La Berre
Son nom serait d’origine préceltique, comme celui de la ville de Narbonne qui s’appelait « Naro », la ville des eaux. Elle nait à Quintillan et son eau est alors à 24°, ce qui la distingue des nombreuses sources captées au pied du plateau de Lacamp. Le régime irrégulier des pluies en a fait, au cours de l’histoire géologique des Corbières, et avec les apports du Barrou, un torrent capable de creuser les Gorges de Ripaud.

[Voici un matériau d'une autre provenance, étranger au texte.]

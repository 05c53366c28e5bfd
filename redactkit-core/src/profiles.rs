// File: redactkit-core/src/profiles.rs

//! profiles.rs - Compliance profiles: loading, signing and application.
//!
//! A profile is a named, reusable adjustment of the pattern catalogue and detection options
//! for one compliance regime (GDPR, HIPAA, CCPA, ...). It can switch patterns on or off,
//! override their severity or priority, add whitelist terms and tighten thresholds.
//!
//! Profiles may be signed with HMAC-SHA256. When `REDACTKIT_PROFILE_KEY` (hex) is set,
//! `load_profile_by_name` refuses any signed profile whose signature does not verify.
//!
//! license: MIT OR Apache-2.0

use anyhow::{anyhow, bail, Context, Result};
use chrono::NaiveDate;
use hmac::{Hmac, Mac};
use log::{debug, warn};
use serde::{Deserialize, Serialize};
use serde_yml::Value;
use sha2::Sha256;
use std::collections::{HashMap, HashSet};
use std::fs;
use std::path::{Path, PathBuf};

use crate::config::{DetectOptions, PatternCatalog, PatternRule, Severity};

type HmacSha256 = Hmac<Sha256>;

pub const SIGNATURE_ALG: &str = "hmac-sha256";
pub const PROFILE_KEY_ENV: &str = "REDACTKIT_PROFILE_KEY";

/// The top-level structure representing a compliance profile.
#[derive(Debug, Serialize, Deserialize, Clone, Default, PartialEq)]
#[serde(rename_all = "snake_case", default)]
pub struct ProfileConfig {
    pub profile_name: String,
    pub display_name: Option<String>,
    pub description: Option<String>,
    pub version: String,
    pub compliance_scope: Option<String>,
    pub revision_date: Option<NaiveDate>,
    pub rules: Vec<ProfileRule>,
    /// Extra whitelist terms merged into the options.
    pub whitelist: Vec<String>,
    pub confidence_threshold: Option<f64>,
    pub enable_false_positive_filter: Option<bool>,
    pub signature: Option<String>,
    pub signature_alg: Option<String>,
}

/// A per-pattern override.
#[derive(Debug, Serialize, Deserialize, Clone, Default, PartialEq)]
#[serde(rename_all = "snake_case")]
pub struct ProfileRule {
    pub pattern_type: String,
    #[serde(default)]
    pub enabled: Option<bool>,
    #[serde(default)]
    pub severity: Option<Severity>,
    #[serde(default)]
    pub priority: Option<i32>,
}

impl ProfileConfig {
    /// Checks that the profile is versioned, only overrides known pattern types and keeps its
    /// threshold within `[0, 1]`.
    pub fn validate(&self, catalog: &PatternCatalog) -> Result<()> {
        if self.version.trim().is_empty() {
            bail!("Profile '{}' validation failed: 'version' field cannot be empty.", self.profile_name);
        }

        let known: HashSet<&str> = catalog.patterns.iter().map(|r| r.pattern_type.as_str()).collect();
        for rule in &self.rules {
            if !known.contains(rule.pattern_type.as_str()) {
                bail!(
                    "Profile '{}' validation failed: pattern '{}' not found in the catalogue.",
                    self.profile_name,
                    rule.pattern_type
                );
            }
        }

        if let Some(threshold) = self.confidence_threshold {
            if !(0.0..=1.0).contains(&threshold) {
                bail!(
                    "Profile '{}' validation failed: 'confidence_threshold' must be within [0, 1], got {}.",
                    self.profile_name,
                    threshold
                );
            }
        }

        if self.whitelist.iter().any(|t| t.trim().is_empty()) {
            warn!("Profile '{}': empty whitelist terms are ignored.", self.profile_name);
        }

        Ok(())
    }

    /// Verifies the HMAC-SHA256 signature of the profile.
    ///
    /// `raw_bytes` is the full content of the YAML file; the signature is recomputed over it
    /// with the `signature` and `signature_alg` keys removed. Unsigned profiles pass.
    pub fn verify_signature(&self, raw_bytes: &[u8], key: &[u8]) -> Result<bool> {
        let Some(stored_signature) = self.signature.as_ref() else {
            debug!("Profile '{}' is unsigned, skipping signature verification.", self.profile_name);
            return Ok(true);
        };

        if self.signature_alg.as_deref() != Some(SIGNATURE_ALG) {
            bail!(
                "Profile '{}' signature verification failed: Unsupported signature algorithm '{}'. Only '{}' is supported.",
                self.profile_name,
                self.signature_alg.as_deref().unwrap_or("none"),
                SIGNATURE_ALG
            );
        }

        debug!("Profile '{}': Verifying signature...", self.profile_name);
        let computed_signature = compute_signature(raw_bytes, key)?;

        if computed_signature.eq_ignore_ascii_case(stored_signature) {
            debug!("Profile '{}' signature verification succeeded.", self.profile_name);
            Ok(true)
        } else {
            warn!("Profile '{}' signature verification failed.", self.profile_name);
            Err(anyhow!(
                "Profile signature verification failed for profile '{}'. The profile may have been tampered with.",
                self.profile_name
            ))
        }
    }
}

/// Re-serialises the profile YAML with the signature keys removed.
fn get_raw_profile_for_signature(raw_bytes: &[u8]) -> Result<Vec<u8>> {
    let mut profile_value: Value = serde_yml::from_slice(raw_bytes)
        .context("Failed to parse profile YAML for signature verification.")?;

    if let Value::Mapping(mapping) = &mut profile_value {
        mapping.remove(&Value::String("signature".to_string()));
        mapping.remove(&Value::String("signature_alg".to_string()));
    }

    serde_yml::to_string(&profile_value)
        .context("Failed to re-serialize profile for signature verification.")
        .map(|s| s.into_bytes())
}

fn compute_signature(raw_bytes: &[u8], key: &[u8]) -> Result<String> {
    let raw_for_signing = get_raw_profile_for_signature(raw_bytes)?;
    let mut mac = HmacSha256::new_from_slice(key)
        .map_err(|e| anyhow!("Failed to initialize HMAC-SHA256 with key: {}", e))?;
    mac.update(&raw_for_signing);
    Ok(hex::encode(mac.finalize().into_bytes()))
}

fn candidate_dirs() -> Vec<PathBuf> {
    vec![
        dirs::home_dir().map(|p| p.join(".redactkit").join("profiles")),
        dirs::config_dir().map(|p| p.join("redactkit").join("profiles")),
        Some(PathBuf::from("/etc/redactkit/profiles")),
        Some(PathBuf::from("./config")),
    ]
    .into_iter()
    .flatten()
    .collect()
}

/// Locations searched, in order, for a profile named `name`.
pub fn profile_candidate_paths(name: &str) -> Vec<PathBuf> {
    candidate_dirs()
        .into_iter()
        .map(|dir| dir.join(format!("{}.yaml", name)))
        .collect()
}

/// Parses a profile from raw YAML bytes, verifying its signature when a key is configured.
pub fn load_profile_from_bytes(raw_bytes: &[u8], origin: &str) -> Result<ProfileConfig> {
    let cfg: ProfileConfig =
        serde_yml::from_slice(raw_bytes).with_context(|| format!("parsing profile YAML {}", origin))?;

    if let Ok(key_hex) = std::env::var(PROFILE_KEY_ENV) {
        let key_bytes = hex::decode(key_hex.trim())
            .with_context(|| format!("Failed to decode {} from hex.", PROFILE_KEY_ENV))?;
        cfg.verify_signature(raw_bytes, &key_bytes)?;
    } else if cfg.signature.is_some() {
        warn!(
            "Profile '{}' is signed, but {} is not set. Signature verification skipped.",
            cfg.profile_name, PROFILE_KEY_ENV
        );
    }
    Ok(cfg)
}

/// Loads a profile from a file path, or by name from the standard profile locations.
pub fn load_profile_by_name(name_or_path: &str) -> Result<ProfileConfig> {
    debug!("Attempting to load profile from: '{}'", name_or_path);

    let path = Path::new(name_or_path);
    let path_to_load = if path.is_file() {
        path.to_path_buf()
    } else {
        profile_candidate_paths(name_or_path)
            .into_iter()
            .find(|p| p.is_file())
            .context("Profile not found. It is not a valid file path, and was not found in expected locations.")?
    };

    let raw_bytes =
        fs::read(&path_to_load).with_context(|| format!("reading profile file {}", path_to_load.display()))?;
    let cfg = load_profile_from_bytes(&raw_bytes, &path_to_load.display().to_string())?;

    debug!("Successfully loaded profile '{}'.", cfg.profile_name);
    Ok(cfg)
}

/// Signs a profile file with an HMAC-SHA256 key and rewrites it in place.
pub fn sign_profile(path: &Path, key: &[u8]) -> Result<()> {
    debug!("Signing profile file: {}", path.display());

    let raw_bytes = fs::read(path).with_context(|| format!("reading profile file {}", path.display()))?;
    let mut cfg: ProfileConfig = serde_yml::from_slice(&raw_bytes)
        .with_context(|| format!("parsing profile YAML for signing {}", path.display()))?;

    // Sign the canonical serialisation so verification of the rewritten file matches.
    cfg.signature = None;
    cfg.signature_alg = None;
    let canonical = serde_yml::to_string(&cfg).context("Failed to serialize profile for signing.")?;
    let signature = compute_signature(canonical.as_bytes(), key)?;

    cfg.signature = Some(signature);
    cfg.signature_alg = Some(SIGNATURE_ALG.to_string());
    let updated_yaml = serde_yml::to_string(&cfg).context("Failed to re-serialize signed profile.")?;
    fs::write(path, updated_yaml).with_context(|| format!("writing signed profile to file {}", path.display()))?;

    debug!("Successfully signed profile '{}'.", cfg.profile_name);
    Ok(())
}

/// Applies a profile to a catalogue and a set of options.
///
/// Overrides for unknown pattern types are ignored with a warning.
pub fn apply_profile(
    profile: &ProfileConfig,
    mut catalog: PatternCatalog,
    mut options: DetectOptions,
) -> (PatternCatalog, DetectOptions) {
    debug!("Applying profile '{}'.", profile.profile_name);

    let mut by_type: HashMap<&str, &ProfileRule> = HashMap::new();
    for rule in &profile.rules {
        by_type.insert(rule.pattern_type.as_str(), rule);
    }

    let mut applied = 0usize;
    for rule in catalog.patterns.iter_mut() {
        if let Some(over) = by_type.remove(rule.pattern_type.as_str()) {
            apply_rule_override(rule, over);
            applied += 1;
        }
    }
    for missing in by_type.keys() {
        warn!("Profile rule '{}' not found in the catalogue. It will be ignored.", missing);
    }

    options.whitelist.extend(
        profile
            .whitelist
            .iter()
            .filter(|t| !t.trim().is_empty())
            .cloned(),
    );
    if let Some(threshold) = profile.confidence_threshold {
        options.confidence_threshold = threshold;
    }
    if let Some(enabled) = profile.enable_false_positive_filter {
        options.enable_false_positive_filter = enabled;
    }

    debug!("Applied {} pattern overrides from profile '{}'.", applied, profile.profile_name);
    (catalog, options)
}

fn apply_rule_override(rule: &mut PatternRule, over: &ProfileRule) {
    if let Some(enabled) = over.enabled {
        debug!("Applying enabled={} override for pattern '{}'", enabled, rule.pattern_type);
        rule.enabled = Some(enabled);
    }
    if let Some(severity) = over.severity {
        debug!("Applying severity='{}' override for pattern '{}'", severity, rule.pattern_type);
        rule.severity = severity;
    }
    if let Some(priority) = over.priority {
        rule.priority = priority;
    }
}

#[derive(Debug, Clone, Default, Serialize, Deserialize)]
pub struct ProfileSummary {
    pub profile_name: String,
    pub display_name: Option<String>,
    pub version: String,
    pub description: Option<String>,
    pub path: Option<PathBuf>,
}

/// Lists profiles found in the standard locations. Unreadable files are skipped.
pub fn list_available_profiles() -> Vec<ProfileSummary> {
    let mut out = Vec::new();
    let mut seen_paths: HashSet<PathBuf> = HashSet::new();

    for dir in candidate_dirs() {
        let Ok(entries) = fs::read_dir(&dir) else {
            debug!("Candidate profile directory not found: {}", dir.display());
            continue;
        };
        for entry in entries.flatten() {
            let path = entry.path();
            if path.extension().and_then(|s| s.to_str()) != Some("yaml") || !seen_paths.insert(path.clone()) {
                continue;
            }
            match fs::read_to_string(&path) {
                Ok(s) => match serde_yml::from_str::<ProfileConfig>(&s) {
                    Ok(cfg) => out.push(ProfileSummary {
                        profile_name: cfg.profile_name,
                        display_name: cfg.display_name,
                        version: cfg.version,
                        description: cfg.description,
                        path: Some(path),
                    }),
                    Err(_) => warn!("Failed to parse YAML for profile at: {}", path.display()),
                },
                Err(e) => warn!("Failed to read profile file at '{}': {}", path.display(), e),
            }
        }
    }
    out
}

Dans son cours supérieur, entre Quintillan et Cascastel, on trouve dans son lit après un épisode pluvieux, des débris de constructions et de nombreuses scories, surtout du fer. Ces scories témoignent de l’intense activité d’extraction minière dans les Corbières. Cette activité existait dès le VIe siècle avant notre ère ; elle alimentait le négoce du fer de Pech Maho qui se situe quelques mètres au-dessus de l’ancienne embouchure de la Berre à Sigean. Les Romains exploitèrent ces mines et créèrent des chemins vers Narbonne. Elles furent également exploitées à l’époque médiévale par les seigneurs locaux, sous le contrôle des Abbés de Lagrasse, puis au XVIIIe siècle, par des entrepreneurs concessionnaires ; au XIXe siècle et jusqu’à la seconde guerre mondiale pour certaines, par des sociétés concessionnaires.
Les fortes pluies de juillet 1328 ont détruit les récoltes et dévié le cours de l’Aude.L ’embouchure de la Berre se situe aujourd’hui sur la commune de Peyriac de Mer. L’histoire en a gardé la trace. Des événements catastrophiques, il y en eut d’autres, jusqu’à ceux de Novembre 1999, encore très présents dans nos mémoires.
Le caractère torrentiel du fleuve Berre étant connu, le Syndicat de la Berre s’est constitué dès 1968 afin d’assurer une gestion équilibrée du cours d’eau, dont la protection des biens et des personnes. Il regroupe aujourd’hui 15 communes du Bassin de la Berre et du Rieu.
Après la catastrophe de 1999, le SMMAR, Syndicat Mixte des Milieux Aquatiques et Rivières a été créé pour fédérer les syndicats de bassins. Le département de l’Aude fût précurseur en la matière et ce modèle de fédération est pris en exemple en France, car il est unique à cette échelle.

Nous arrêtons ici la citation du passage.